» Assigned task
Line count for "should": tally the lines of the records below that contain it, and give only that number.

Stored data entries

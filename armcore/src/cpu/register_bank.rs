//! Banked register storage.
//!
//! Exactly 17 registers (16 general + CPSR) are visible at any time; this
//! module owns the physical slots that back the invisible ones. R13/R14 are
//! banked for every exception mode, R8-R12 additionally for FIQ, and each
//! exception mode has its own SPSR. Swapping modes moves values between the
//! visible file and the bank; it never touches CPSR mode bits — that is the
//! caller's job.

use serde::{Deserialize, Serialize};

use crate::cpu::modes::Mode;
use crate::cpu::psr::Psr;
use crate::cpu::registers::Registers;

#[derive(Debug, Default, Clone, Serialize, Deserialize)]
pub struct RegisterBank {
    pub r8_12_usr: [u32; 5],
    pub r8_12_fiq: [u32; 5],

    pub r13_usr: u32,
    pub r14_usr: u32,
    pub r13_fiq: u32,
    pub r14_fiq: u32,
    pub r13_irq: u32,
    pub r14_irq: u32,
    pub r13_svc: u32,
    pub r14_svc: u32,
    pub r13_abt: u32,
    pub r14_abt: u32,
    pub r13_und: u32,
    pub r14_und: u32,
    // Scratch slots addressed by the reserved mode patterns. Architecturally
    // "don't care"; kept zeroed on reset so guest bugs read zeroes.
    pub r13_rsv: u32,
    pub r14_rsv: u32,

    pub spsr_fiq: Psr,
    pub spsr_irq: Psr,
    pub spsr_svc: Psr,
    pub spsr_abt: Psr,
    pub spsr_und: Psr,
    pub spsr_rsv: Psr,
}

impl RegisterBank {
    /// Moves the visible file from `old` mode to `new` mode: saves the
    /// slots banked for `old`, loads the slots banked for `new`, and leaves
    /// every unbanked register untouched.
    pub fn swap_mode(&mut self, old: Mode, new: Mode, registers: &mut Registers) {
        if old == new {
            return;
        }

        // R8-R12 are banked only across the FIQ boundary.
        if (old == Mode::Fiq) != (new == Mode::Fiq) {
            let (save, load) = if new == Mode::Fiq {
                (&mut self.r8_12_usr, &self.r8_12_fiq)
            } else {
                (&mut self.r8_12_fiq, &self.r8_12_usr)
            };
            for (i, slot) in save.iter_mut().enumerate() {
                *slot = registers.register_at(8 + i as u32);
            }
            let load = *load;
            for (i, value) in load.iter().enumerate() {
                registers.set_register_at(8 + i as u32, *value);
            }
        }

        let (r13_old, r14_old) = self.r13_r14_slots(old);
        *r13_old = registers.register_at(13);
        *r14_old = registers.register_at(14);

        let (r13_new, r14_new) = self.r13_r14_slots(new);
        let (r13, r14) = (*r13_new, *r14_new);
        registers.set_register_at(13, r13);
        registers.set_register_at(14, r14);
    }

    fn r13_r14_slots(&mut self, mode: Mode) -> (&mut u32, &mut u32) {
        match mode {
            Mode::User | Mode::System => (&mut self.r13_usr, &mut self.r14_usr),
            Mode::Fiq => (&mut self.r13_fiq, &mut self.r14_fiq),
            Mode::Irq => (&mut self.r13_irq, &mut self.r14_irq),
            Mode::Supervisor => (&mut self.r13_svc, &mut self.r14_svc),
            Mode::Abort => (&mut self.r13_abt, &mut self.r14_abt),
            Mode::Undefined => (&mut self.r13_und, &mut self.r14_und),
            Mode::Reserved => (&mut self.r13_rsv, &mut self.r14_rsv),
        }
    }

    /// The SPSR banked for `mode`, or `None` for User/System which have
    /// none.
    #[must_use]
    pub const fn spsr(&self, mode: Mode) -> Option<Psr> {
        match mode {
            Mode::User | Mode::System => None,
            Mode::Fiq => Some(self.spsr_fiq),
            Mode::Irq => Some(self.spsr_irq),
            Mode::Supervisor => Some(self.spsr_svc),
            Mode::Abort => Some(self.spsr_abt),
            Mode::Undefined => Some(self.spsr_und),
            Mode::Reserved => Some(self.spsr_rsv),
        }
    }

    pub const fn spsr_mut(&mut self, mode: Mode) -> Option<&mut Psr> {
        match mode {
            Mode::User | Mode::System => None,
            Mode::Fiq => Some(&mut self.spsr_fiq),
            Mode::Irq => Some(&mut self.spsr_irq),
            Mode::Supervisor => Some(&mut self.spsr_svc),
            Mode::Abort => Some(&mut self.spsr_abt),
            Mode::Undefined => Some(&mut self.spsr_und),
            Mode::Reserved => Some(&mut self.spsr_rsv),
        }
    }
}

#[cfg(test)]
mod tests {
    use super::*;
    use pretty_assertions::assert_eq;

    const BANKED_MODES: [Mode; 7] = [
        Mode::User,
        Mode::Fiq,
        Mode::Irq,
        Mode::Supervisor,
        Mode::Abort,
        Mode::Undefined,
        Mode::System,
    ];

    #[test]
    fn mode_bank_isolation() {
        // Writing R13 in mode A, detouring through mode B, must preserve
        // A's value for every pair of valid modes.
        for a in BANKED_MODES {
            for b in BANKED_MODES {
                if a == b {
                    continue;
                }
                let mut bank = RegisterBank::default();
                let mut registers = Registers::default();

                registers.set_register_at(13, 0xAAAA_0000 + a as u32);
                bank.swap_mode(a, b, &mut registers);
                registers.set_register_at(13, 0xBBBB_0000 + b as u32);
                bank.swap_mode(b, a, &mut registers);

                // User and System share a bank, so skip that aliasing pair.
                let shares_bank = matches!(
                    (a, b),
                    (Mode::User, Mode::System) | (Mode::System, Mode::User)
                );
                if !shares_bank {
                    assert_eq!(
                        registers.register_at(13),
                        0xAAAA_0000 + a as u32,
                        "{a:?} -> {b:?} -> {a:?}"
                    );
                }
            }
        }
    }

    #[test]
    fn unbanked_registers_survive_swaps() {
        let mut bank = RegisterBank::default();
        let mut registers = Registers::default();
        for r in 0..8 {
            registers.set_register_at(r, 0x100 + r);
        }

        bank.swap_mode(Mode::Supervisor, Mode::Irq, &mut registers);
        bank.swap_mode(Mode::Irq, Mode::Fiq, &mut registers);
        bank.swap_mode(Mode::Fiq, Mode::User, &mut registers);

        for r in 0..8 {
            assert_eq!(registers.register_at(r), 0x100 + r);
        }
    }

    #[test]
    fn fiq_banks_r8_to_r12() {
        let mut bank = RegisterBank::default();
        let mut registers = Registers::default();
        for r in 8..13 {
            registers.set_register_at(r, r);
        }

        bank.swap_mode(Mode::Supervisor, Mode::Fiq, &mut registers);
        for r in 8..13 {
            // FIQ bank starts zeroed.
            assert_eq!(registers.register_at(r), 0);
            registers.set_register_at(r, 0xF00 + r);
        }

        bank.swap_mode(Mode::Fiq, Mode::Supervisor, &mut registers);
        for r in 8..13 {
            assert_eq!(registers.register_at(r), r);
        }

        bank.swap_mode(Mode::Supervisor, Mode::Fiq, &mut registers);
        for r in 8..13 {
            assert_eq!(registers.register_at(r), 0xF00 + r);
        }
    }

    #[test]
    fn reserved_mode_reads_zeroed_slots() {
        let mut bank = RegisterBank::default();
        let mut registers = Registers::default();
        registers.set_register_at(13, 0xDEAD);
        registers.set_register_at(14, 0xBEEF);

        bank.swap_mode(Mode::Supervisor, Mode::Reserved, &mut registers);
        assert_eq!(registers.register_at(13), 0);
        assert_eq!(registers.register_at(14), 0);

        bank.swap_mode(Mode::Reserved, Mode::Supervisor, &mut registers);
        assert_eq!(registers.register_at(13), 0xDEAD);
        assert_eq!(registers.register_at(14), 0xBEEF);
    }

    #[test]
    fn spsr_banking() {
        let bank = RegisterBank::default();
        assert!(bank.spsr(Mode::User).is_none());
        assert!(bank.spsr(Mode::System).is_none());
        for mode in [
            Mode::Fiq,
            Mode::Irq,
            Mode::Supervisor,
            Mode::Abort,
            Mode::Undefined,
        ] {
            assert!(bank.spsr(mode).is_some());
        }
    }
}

---

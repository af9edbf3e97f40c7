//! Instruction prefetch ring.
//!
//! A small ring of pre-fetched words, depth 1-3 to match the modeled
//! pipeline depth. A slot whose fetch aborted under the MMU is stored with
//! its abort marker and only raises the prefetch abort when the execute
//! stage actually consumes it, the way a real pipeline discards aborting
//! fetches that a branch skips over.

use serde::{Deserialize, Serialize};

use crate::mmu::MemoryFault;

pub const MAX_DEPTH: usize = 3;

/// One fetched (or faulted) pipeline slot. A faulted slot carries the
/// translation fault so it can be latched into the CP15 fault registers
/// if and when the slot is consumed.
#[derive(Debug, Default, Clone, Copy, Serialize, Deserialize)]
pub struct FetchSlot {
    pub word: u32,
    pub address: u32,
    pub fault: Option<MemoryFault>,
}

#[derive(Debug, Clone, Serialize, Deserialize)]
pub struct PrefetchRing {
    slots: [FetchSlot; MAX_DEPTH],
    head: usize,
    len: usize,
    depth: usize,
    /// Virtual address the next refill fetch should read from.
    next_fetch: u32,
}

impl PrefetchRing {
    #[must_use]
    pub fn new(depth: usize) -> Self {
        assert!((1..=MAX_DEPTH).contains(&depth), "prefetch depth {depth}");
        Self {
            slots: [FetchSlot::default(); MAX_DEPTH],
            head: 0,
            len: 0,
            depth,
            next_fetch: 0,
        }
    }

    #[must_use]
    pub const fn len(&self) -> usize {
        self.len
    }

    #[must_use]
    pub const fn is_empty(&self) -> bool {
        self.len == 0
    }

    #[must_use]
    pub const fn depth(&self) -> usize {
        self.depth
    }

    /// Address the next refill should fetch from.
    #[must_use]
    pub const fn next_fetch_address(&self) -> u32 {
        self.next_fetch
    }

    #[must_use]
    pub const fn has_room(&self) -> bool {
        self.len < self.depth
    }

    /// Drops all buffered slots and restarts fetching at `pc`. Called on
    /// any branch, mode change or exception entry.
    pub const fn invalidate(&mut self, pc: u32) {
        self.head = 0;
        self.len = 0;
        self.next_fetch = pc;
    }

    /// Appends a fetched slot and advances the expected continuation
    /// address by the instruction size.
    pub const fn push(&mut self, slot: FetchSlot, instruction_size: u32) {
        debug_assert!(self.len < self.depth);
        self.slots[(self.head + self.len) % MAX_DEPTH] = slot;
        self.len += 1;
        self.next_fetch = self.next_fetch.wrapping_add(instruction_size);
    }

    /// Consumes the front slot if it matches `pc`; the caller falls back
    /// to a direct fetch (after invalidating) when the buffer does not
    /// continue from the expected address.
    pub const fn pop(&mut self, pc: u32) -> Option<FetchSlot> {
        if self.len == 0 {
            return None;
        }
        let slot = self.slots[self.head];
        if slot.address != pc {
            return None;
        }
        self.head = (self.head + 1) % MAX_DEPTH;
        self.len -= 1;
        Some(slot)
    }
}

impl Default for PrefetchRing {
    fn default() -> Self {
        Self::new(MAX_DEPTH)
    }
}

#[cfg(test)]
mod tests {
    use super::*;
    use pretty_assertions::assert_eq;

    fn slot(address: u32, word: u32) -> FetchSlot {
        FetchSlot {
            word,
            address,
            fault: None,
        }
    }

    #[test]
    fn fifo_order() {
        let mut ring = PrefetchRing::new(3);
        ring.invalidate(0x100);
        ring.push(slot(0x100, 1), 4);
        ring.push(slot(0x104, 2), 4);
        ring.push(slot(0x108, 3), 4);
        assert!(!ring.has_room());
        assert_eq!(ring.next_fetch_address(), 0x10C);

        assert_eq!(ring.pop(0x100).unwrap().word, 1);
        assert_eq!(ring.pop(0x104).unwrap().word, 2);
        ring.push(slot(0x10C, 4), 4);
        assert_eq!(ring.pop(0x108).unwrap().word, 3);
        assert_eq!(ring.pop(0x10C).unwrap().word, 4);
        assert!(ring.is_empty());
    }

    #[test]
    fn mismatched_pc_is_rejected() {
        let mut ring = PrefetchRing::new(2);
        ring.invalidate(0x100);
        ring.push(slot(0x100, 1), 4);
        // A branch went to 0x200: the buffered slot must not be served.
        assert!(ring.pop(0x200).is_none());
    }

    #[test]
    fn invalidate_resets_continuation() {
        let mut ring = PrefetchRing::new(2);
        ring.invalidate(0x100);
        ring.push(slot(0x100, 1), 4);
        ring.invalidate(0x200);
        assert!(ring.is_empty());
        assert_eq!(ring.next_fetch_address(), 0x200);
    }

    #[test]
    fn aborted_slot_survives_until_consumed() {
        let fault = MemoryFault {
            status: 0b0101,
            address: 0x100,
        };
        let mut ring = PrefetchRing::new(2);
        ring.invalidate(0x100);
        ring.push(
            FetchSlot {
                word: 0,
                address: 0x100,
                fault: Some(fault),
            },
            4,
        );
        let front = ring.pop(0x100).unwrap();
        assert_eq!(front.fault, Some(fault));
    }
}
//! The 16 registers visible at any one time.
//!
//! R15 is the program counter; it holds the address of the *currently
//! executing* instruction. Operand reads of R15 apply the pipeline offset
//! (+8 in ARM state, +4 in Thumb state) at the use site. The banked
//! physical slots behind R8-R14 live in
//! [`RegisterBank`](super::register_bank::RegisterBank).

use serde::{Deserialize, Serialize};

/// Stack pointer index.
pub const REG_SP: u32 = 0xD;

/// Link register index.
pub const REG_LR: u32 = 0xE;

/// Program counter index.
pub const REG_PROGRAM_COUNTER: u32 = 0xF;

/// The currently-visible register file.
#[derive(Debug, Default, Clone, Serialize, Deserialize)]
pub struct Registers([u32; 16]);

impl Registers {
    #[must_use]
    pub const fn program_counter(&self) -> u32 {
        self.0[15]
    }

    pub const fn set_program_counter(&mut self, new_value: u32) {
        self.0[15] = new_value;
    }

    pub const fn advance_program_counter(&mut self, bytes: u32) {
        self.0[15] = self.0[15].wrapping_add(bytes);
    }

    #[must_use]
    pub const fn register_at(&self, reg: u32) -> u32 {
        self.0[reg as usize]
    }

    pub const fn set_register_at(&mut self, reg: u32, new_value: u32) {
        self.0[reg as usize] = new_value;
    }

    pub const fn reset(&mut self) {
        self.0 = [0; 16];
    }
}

» Exercise answer
2